A different assessment then helped to optimise the management and cost of maintenance and support.’
‘An accurate inventory enables the business to identify end-of-life status and thus preempt any equipment-related problems,’ explains Morris.
‘ This helps the organisation’s support environment by drastically reducing the number of incidents that would need to be resolved daily. Also, the risk of expensive network downtime is reduced, improving the organisation’s operations as a whole.

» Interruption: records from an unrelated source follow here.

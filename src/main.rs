//! Lava Run headless driver
//!
//! Plays the bundled campaign at a fixed timestep and logs what happens.
//! There is no input, so the player stands still; this is a smoke run of
//! the simulation, not a playable game.
//!
//! Usage: `lava-run [settings.json]`

use std::process::ExitCode;

use lava_run::consts::SIM_DT;
use lava_run::sim::{Dictionary, LevelParser};
use lava_run::{Campaign, CampaignError, CampaignEvent, LevelSet, Settings};

/// Stop after this many ticks (one minute of game time)
const MAX_TICKS: u32 = 60 * 60;

fn load_settings() -> Settings {
    let Some(path) = std::env::args().nth(1) else {
        return Settings::default();
    };
    match std::fs::read_to_string(&path).map(|json| Settings::from_json(&json)) {
        Ok(Ok(settings)) => {
            log::info!("Loaded settings from {}", path);
            settings
        }
        Ok(Err(e)) => {
            log::warn!("Bad settings file {}: {}; using defaults", path, e);
            Settings::default()
        }
        Err(e) => {
            log::warn!("Cannot read {}: {}; using defaults", path, e);
            Settings::default()
        }
    }
}

fn run(settings: Settings) -> Result<(), CampaignError> {
    let parser = LevelParser::with_seed(Dictionary::standard(), settings.seed);
    let mut campaign = Campaign::new(LevelSet::bundled()?, parser, settings)?;

    for tick in 0..MAX_TICKS {
        match campaign.step(SIM_DT)? {
            CampaignEvent::Continue => {}
            CampaignEvent::LevelWon(i) => log::info!("Tick {}: won level {}", tick, i + 1),
            CampaignEvent::LevelLost(i) => log::info!("Tick {}: lost level {}", tick, i + 1),
            CampaignEvent::Completed => {
                log::info!("Tick {}: campaign completed", tick);
                return Ok(());
            }
        }
    }

    let level = campaign.level();
    log::info!(
        "Stopped after {} ticks on level {} ({:?}, {} actors left)",
        MAX_TICKS,
        campaign.index() + 1,
        level.status(),
        level.actor_count()
    );
    Ok(())
}

fn main() -> ExitCode {
    #[cfg(not(target_arch = "wasm32"))]
    env_logger::Builder::from_env(env_logger::Env::default().default_filter_or("info")).init();
    log::info!("Lava Run starting...");

    match run(load_settings()) {
        Ok(()) => ExitCode::SUCCESS,
        Err(e) => {
            log::error!("{}", e);
            ExitCode::FAILURE
        }
    }
}
//! Headless simulation tick
//!
//! Advances a level the way the game runner does: actors act, the player is
//! checked against the grid and the other actors, and a decided level
//! counts down its finish delay.

use super::state::{Level, Status, Touch};
use crate::error::SimError;

/// Advance `level` by `dt` seconds in slices of at most `max_step`
///
/// A non-positive or non-finite `max_step` runs `dt` as a single slice.
/// A non-finite `dt` is rejected.
pub fn tick(level: &mut Level, dt: f64, max_step: f64) -> Result<(), SimError> {
    if !dt.is_finite() {
        return Err(SimError::InvalidTime(dt));
    }
    let max_step = if max_step.is_finite() && max_step > 0.0 {
        max_step
    } else {
        dt
    };

    let mut remaining = dt;
    while remaining > 0.0 {
        let step = remaining.min(max_step);
        step_once(level, step)?;
        remaining -= step;
    }
    Ok(())
}

/// One slice of a tick
pub fn step_once(level: &mut Level, step: f64) -> Result<(), SimError> {
    if !step.is_finite() {
        return Err(SimError::InvalidTime(step));
    }
    level.act_all(step)?;

    if let Some(player) = level.player() {
        let obstacle = level.obstacle_at(player.pos(), player.size())?;
        let other = level.actor_at(player)?.map(|(id, actor)| (id, actor.kind()));

        if let Some(obstacle) = obstacle {
            level.player_touched(Touch::Obstacle(obstacle), None);
        }
        if let Some((id, kind)) = other {
            level.player_touched(Touch::Actor(kind), Some(id));
        }
    }

    if level.status() != Status::Playing {
        level.finish_delay -= step;
    }
    Ok(())
}
//! Deterministic simulation module
//!
//! All gameplay logic lives here. This module must be pure and deterministic:
//! - Caller-supplied time steps only
//! - Seeded RNG only
//! - Stable iteration order (actor insertion order)
//! - No rendering, input or I/O

pub mod actor;
pub mod actors;
pub mod grid;
pub mod parser;
pub mod state;
pub mod tick;
pub mod vector;

pub use actor::{Actor, ActorKind, Body, BodyField, Prop};
pub use actors::{Coin, Fireball, Pattern, Player};
pub use grid::{Grid, Obstacle};
pub use parser::{ActorFactory, Dictionary, LevelParser};
pub use state::{ActorId, Level, Status, Touch};
pub use tick::{step_once, tick};
pub use vector::Vector;
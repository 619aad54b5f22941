//! Lava Run - a tile-and-actor platformer simulation core
//!
//! Core modules:
//! - `sim`: Deterministic simulation (vectors, actors, levels, plan parsing, ticks)
//! - `campaign`: Ordered level sets; win advances, loss restarts
//! - `settings`: Data-driven run configuration
//! - `error`: Error types

pub mod campaign;
pub mod error;
pub mod settings;
pub mod sim;

pub use campaign::{Campaign, CampaignEvent, LevelSet};
pub use error::{CampaignError, SimError};
pub use settings::Settings;

/// Game configuration constants
pub mod consts {
    use crate::sim::Vector;

    /// Fixed timestep used by the headless driver (60 Hz)
    pub const SIM_DT: f64 = 1.0 / 60.0;
    /// Longest slice a tick is split into
    pub const MAX_STEP: f64 = 0.05;
    /// Seconds a decided level keeps running before it reports finished
    pub const FINISH_DELAY: f64 = 1.0;
    /// Seed used when none is configured
    pub const DEFAULT_SEED: u64 = 0x1A7A;

    /// Player hit-box, lifted half a cell off its spawn cell
    pub const PLAYER_SIZE: Vector = Vector::new(0.8, 1.5);
    pub const PLAYER_OFFSET: Vector = Vector::new(0.0, -0.5);

    /// Coin hit-box, centred-ish in its spawn cell
    pub const COIN_SIZE: Vector = Vector::new(0.6, 0.6);
    pub const COIN_OFFSET: Vector = Vector::new(0.2, 0.1);
    /// Spring phase speed (radians per second)
    pub const COIN_SPRING_SPEED: f64 = 8.0;
    /// Spring amplitude (cells)
    pub const COIN_SPRING_DIST: f64 = 0.07;

    pub const FIREBALL_SIZE: Vector = Vector::new(1.0, 1.0);
    pub const HORIZONTAL_FIREBALL_SPEED: Vector = Vector::new(2.0, 0.0);
    pub const VERTICAL_FIREBALL_SPEED: Vector = Vector::new(0.0, 2.0);
    pub const FIRE_RAIN_SPEED: Vector = Vector::new(0.0, 3.0);
}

‘ Having one support and maintenance partner globally means there are fewer contracts to manage at a regional and country level. Resources can be optimised by moving them from commoditised routine services to areas that have a higher value for the business. Overall, the organisation is well on its way to reaching its target of saving up to 15% on maintenance and support costs… after capturing about
75% of the full estate. For this business, it’s still all about gaining a baseline of accurate inventory information and visibility of any end-of-life or endof-support equipment. Really basic information like this is already greatly valuable to them.’
Morris points out that if OEMS are given such visibility of client estates, they may face a conflict of interest when it comes to helping clients remove costs from the business.
‘ The OEM’s goal is to sell as much new technology as possible and increase its share of the client’s estate by pushing out competing technologies. Helping clients get the most out of technologies already in the estate may not be in the
OEM’s best interest, particularly if the technologies are not its own. Yet, this is a more effective strategy to reduce costs than purchasing new technology early.
‘ And the larger its share of the estate, the more influence the OEM will exert over the organisation’s purchasing decisions, because it wields the power of price. That’s why client estates that incorporate a larger number of vendors usually also show a greater appetite for alternative – and more effective – ways of lowering support and maintenance costs. With the client I’ve described, there’s a distinct move to consolidate the number of vendors in the estate to a short, standard list across regions.
But there’s no intention to move to a single-vendor environment. This is also the case with most of our other clients, as the general trend is towards multivendor environments.
‘ The biggest challenge to cost-reduction for this client is governance: enforcing its chosen IT standards across the business. Many of the organisation’s countries had loyal, legacy relationships with local partners. They sometimes shared critical competitive information with providers during requests-forproposal (RFP) processes in order to ensure that the local partner is more price competitive than the recommended global provider. In those cases, the organisation’s head office lacked the governance to dictate its standards, as the countries were still free to do business with whomever provided the most cost-effective rates.
‘But again, visibility is critical here,’
Morris emphasises.
‘ Organisations need to understand that there’s more to pricing than what’s included in RFP responses, particularly considering the resources needed to support the network effectively.
Global governance and standardisation require accurate inventories of the estate in each individual country.
But there may be a natural resistance from county management to provide detailed information, because it would imply relinquishing a level of control and damaging long-standing local relationships.’
‘There are many such challenges for global businesses today,’ concludes Morris.
‘ It’s a long process of maturity that needs to develop throughout the organisation and it won’t happen overnight. But each long journey starts with a first step and, in the case of maximising cost-savings, there’s no other way but to start with gaining greater and more detailed visibility of your complete estate. It enables you to make decisions with your eyes wide open.’